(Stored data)

[Start of section]

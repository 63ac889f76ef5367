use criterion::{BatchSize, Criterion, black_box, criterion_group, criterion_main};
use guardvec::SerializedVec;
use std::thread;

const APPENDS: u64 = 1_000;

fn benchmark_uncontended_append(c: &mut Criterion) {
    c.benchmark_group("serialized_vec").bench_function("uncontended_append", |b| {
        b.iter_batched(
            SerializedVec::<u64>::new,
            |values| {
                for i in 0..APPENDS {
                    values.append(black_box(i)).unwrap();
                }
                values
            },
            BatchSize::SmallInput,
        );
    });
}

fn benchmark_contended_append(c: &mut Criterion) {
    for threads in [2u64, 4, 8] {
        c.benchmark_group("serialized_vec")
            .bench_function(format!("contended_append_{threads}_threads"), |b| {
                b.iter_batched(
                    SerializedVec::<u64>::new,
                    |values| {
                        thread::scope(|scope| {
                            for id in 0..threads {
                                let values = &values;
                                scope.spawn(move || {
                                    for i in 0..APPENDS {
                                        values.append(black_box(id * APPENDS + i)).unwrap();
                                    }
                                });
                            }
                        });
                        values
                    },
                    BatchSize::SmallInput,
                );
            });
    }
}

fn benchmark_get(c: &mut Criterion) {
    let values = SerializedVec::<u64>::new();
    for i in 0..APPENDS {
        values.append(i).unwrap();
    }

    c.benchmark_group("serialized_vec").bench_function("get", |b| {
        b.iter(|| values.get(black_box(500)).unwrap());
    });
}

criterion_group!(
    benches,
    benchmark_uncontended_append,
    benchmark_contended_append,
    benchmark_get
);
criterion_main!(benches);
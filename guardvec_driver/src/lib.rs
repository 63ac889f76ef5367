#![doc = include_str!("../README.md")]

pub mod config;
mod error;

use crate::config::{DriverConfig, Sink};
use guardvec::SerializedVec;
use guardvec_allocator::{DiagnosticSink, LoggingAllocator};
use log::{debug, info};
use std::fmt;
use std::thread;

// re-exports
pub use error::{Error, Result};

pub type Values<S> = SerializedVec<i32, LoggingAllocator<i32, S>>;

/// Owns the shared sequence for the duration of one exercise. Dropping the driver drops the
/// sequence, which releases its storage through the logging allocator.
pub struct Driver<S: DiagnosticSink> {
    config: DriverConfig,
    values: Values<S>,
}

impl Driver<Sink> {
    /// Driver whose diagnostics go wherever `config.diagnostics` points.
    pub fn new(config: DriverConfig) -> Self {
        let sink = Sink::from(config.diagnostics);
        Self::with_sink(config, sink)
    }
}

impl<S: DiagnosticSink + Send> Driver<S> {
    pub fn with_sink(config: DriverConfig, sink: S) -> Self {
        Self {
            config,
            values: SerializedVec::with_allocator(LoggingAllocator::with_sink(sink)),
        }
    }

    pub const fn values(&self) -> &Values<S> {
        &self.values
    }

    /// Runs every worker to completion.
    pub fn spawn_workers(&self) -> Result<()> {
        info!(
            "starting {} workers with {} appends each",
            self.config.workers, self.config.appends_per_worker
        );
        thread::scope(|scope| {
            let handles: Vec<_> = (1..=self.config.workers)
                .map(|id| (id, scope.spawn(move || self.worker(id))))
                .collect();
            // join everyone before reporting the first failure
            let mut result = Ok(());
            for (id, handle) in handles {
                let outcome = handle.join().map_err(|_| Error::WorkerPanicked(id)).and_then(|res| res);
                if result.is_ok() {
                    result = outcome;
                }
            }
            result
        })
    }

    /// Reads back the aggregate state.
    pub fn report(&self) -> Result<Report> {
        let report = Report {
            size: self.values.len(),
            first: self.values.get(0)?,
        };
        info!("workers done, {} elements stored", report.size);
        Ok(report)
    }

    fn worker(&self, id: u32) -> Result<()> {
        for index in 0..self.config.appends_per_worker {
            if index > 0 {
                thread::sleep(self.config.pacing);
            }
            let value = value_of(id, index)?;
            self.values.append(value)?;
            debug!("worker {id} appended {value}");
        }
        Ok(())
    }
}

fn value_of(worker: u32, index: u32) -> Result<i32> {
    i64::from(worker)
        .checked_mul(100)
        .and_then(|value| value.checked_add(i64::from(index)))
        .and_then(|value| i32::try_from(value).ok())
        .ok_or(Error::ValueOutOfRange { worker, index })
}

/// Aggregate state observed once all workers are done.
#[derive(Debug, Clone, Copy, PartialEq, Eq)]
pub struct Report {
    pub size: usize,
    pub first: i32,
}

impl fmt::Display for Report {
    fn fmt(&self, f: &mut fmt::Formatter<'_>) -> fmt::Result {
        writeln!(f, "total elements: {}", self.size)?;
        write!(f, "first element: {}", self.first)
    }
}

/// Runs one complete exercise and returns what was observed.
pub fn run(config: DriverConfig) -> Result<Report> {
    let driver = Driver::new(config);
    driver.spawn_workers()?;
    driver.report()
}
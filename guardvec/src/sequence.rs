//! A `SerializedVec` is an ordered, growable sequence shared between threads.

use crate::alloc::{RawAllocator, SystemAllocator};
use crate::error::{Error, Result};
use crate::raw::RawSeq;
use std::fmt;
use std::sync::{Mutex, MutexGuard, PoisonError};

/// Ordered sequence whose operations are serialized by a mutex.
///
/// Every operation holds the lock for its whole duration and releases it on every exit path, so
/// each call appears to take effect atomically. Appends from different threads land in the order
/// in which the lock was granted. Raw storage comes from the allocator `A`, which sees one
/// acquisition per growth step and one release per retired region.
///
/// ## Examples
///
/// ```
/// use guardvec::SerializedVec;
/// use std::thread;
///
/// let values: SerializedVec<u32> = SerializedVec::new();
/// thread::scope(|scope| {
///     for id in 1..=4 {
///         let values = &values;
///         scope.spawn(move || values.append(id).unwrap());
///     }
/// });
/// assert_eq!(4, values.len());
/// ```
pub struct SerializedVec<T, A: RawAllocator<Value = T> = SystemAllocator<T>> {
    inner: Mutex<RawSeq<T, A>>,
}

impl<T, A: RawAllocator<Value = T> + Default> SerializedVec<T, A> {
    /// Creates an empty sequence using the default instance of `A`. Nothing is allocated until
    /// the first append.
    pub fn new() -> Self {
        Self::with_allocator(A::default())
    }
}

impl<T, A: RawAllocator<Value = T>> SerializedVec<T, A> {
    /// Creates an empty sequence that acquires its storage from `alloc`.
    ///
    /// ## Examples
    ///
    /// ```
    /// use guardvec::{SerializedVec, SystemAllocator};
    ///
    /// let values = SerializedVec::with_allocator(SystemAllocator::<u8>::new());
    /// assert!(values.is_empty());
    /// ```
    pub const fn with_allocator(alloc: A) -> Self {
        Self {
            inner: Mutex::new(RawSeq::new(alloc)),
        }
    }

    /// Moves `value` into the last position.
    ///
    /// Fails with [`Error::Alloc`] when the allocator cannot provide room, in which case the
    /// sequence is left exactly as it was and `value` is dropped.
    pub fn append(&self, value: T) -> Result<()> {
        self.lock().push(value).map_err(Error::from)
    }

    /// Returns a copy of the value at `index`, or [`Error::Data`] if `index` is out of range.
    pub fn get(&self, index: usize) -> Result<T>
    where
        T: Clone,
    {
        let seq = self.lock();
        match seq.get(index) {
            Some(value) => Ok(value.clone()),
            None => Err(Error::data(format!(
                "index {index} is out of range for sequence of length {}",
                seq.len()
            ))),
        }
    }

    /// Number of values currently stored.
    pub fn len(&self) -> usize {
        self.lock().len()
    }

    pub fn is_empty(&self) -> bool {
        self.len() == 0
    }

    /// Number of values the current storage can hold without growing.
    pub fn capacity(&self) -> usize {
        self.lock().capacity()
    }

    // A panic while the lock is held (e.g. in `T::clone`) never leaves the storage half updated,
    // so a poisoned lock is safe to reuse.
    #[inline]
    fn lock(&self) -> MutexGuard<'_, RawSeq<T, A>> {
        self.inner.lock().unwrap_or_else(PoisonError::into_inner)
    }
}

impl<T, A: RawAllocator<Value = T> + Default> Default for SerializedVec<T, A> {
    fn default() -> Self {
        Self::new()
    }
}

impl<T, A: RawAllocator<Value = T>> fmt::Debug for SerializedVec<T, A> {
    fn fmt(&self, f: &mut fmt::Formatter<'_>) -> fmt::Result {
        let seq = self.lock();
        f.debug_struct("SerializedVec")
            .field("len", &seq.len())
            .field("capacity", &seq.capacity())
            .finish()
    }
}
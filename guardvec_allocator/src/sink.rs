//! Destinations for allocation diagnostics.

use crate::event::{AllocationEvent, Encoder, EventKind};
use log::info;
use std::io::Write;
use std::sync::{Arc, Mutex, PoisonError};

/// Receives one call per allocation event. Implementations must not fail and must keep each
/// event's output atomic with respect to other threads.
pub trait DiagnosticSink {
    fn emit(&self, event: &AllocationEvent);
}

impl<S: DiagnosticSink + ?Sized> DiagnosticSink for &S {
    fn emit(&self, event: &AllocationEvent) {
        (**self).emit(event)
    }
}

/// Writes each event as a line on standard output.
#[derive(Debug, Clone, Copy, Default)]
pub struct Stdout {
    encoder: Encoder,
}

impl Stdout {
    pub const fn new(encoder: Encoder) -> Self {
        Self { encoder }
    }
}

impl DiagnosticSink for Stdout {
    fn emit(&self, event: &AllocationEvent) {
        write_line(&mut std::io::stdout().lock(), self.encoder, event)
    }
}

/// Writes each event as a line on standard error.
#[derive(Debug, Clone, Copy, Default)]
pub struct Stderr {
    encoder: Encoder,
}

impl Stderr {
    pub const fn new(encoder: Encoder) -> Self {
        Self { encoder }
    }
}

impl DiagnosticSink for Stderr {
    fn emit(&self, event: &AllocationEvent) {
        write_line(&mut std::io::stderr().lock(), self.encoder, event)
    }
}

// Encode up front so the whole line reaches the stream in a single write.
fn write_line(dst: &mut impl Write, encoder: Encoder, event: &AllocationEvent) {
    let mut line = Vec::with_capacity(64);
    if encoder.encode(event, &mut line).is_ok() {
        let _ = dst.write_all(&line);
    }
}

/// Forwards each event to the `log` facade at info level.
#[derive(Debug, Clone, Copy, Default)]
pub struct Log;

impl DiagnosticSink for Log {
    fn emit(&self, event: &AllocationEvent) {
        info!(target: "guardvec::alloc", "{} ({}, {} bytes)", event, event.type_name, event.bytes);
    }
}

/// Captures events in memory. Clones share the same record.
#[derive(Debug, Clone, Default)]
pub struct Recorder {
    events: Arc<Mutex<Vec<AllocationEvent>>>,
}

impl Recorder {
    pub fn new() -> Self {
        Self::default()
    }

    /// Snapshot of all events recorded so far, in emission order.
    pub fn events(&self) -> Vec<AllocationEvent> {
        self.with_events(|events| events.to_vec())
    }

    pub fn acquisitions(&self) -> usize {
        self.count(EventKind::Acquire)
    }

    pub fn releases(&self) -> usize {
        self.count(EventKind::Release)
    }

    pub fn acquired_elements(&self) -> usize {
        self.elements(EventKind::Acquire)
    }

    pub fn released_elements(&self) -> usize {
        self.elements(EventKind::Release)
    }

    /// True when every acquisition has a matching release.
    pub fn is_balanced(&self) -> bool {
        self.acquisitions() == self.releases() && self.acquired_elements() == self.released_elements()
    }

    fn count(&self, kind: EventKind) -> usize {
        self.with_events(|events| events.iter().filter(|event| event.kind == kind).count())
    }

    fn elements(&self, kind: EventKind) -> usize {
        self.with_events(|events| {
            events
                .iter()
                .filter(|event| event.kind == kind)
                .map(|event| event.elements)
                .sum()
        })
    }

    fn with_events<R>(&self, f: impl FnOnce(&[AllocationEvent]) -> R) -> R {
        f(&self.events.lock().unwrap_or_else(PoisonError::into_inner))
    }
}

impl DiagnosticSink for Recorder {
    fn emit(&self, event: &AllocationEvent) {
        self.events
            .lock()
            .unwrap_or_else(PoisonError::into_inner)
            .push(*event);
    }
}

[End of section]

▶ Prompt
Only the lines above from the line with "empty sequence that" to the line with "pub fn capacity(&self)", those two lines included, should be reproduced exactly.

▶ Result for this exercise
    /// Creates an empty sequence that acquires its storage from `alloc`.
    ///
    /// ## Examples
    ///
    /// ```
    /// use guardvec::{SerializedVec, SystemAllocator};
    ///
    /// let values = SerializedVec::with_allocator(SystemAllocator::<u8>::new());
    /// assert!(values.is_empty());
    /// ```
    pub const fn with_allocator(alloc: A) -> Self {
        Self {
            inner: Mutex::new(RawSeq::new(alloc)),
        }
    }

    /// Moves `value` into the last position.
    ///
    /// Fails with [`Error::Alloc`] when the allocator cannot provide room, in which case the
    /// sequence is left exactly as it was and `value` is dropped.
    pub fn append(&self, value: T) -> Result<()> {
        self.lock().push(value).map_err(Error::from)
    }

    /// Returns a copy of the value at `index`, or [`Error::Data`] if `index` is out of range.
    pub fn get(&self, index: usize) -> Result<T>
    where
        T: Clone,
    {
        let seq = self.lock();
        match seq.get(index) {
            Some(value) => Ok(value.clone()),
            None => Err(Error::data(format!(
                "index {index} is out of range for sequence of length {}",
                seq.len()
            ))),
        }
    }

    /// Number of values currently stored.
    pub fn len(&self) -> usize {
        self.lock().len()
    }

    pub fn is_empty(&self) -> bool {
        self.len() == 0
    }

    /// Number of values the current storage can hold without growing.
    pub fn capacity(&self) -> usize {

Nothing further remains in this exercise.